EXERCISE: Search the entries below for "serif". Report each line where it occurs.

Recorded data
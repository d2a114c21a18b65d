//! Web font handles.
//!
//! A [`Font`] is exposed to styles through a CSS custom property. Adding
//! [`Font::variable`] to an element's classes declares that property for the
//! element's subtree, and the Tailwind theme maps `font-display` / `font-sans`
//! onto it.

/// A Google-hosted font family bound to a CSS variable.
#[derive(Debug, Clone, Copy, PartialEq, Eq)]
pub struct Font {
    family: &'static str,
    css_variable: &'static str,
    class: &'static str,
    weights: &'static str,
    subsets: &'static [&'static str],
    fallback: &'static str,
}

/// Display face used by headings (`font-display`).
pub const HEADING_FONT: Font = Font::new("Playfair Display", "--font-heading", "font-heading-variable")
    .weights("400..900")
    .fallback("serif");

/// Body face (`font-sans`).
pub const BODY_FONT: Font =
    Font::new("Source Sans 3", "--font-body", "font-body-variable").weights("200..900");

impl Font {
    /// `font-display` for every family: text shows in the fallback face
    /// until the web font arrives.
    pub const DISPLAY: &'static str = "swap";

    /// Latin subset, sans-serif fallback.
    pub const fn new(family: &'static str, css_variable: &'static str, class: &'static str) -> Self {
        Self {
            family,
            css_variable,
            class,
            weights: "400",
            subsets: &["latin"],
            fallback: "sans-serif",
        }
    }

    /// Weight axis range, e.g. `"400..900"` for a variable font.
    pub const fn weights(mut self, weights: &'static str) -> Self {
        self.weights = weights;
        self
    }

    /// Generic family used until the web font has loaded.
    pub const fn fallback(mut self, fallback: &'static str) -> Self {
        self.fallback = fallback;
        self
    }

    pub fn family(&self) -> &'static str {
        self.family
    }

    /// The custom property name, e.g. `--font-heading`.
    pub fn css_variable(&self) -> &'static str {
        self.css_variable
    }

    /// Class name that declares [`Font::css_variable`] on an element.
    pub fn variable(&self) -> &'static str {
        self.class
    }

    /// Google Fonts css2 stylesheet URL for this family.
    pub fn stylesheet_href(&self) -> String {
        format!(
            "https://fonts.googleapis.com/css2?family={}:wght@{}&subset={}&display={}",
            self.family.replace(' ', "+"),
            self.weights,
            self.subsets.join(","),
            Self::DISPLAY
        )
    }

    /// CSS rule binding the variable to the family under [`Font::variable`].
    pub fn declaration(&self) -> String {
        format!(
            ".{} {{ {}: '{}', {}; }}",
            self.class, self.css_variable, self.family, self.fallback
        )
    }
}

#[cfg(test)]
mod tests {
    use super::*;

    #[test]
    fn test_stylesheet_href() {
        assert_eq!(
            HEADING_FONT.stylesheet_href(),
            "https://fonts.googleapis.com/css2?family=Playfair+Display:wght@400..900&subset=latin&display=swap"
        );
        assert!(BODY_FONT.stylesheet_href().contains("family=Source+Sans+3:wght@200..900"));
    }

    #[test]
    fn test_declaration_binds_variable() {
        assert_eq!(
            HEADING_FONT.declaration(),
            ".font-heading-variable { --font-heading: 'Playfair Display', serif; }"
        );
        assert_eq!(
            BODY_FONT.declaration(),
            ".font-body-variable { --font-body: 'Source Sans 3', sans-serif; }"
        );
    }
}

RESPONSE TO THIS TASK:
    .fallback("serif");
    /// Latin subset, sans-serif fallback.
            fallback: "sans-serif",
            ".font-heading-variable { --font-heading: 'Playfair Display', serif; }"
            ".font-body-variable { --font-body: 'Source Sans 3', sans-serif; }"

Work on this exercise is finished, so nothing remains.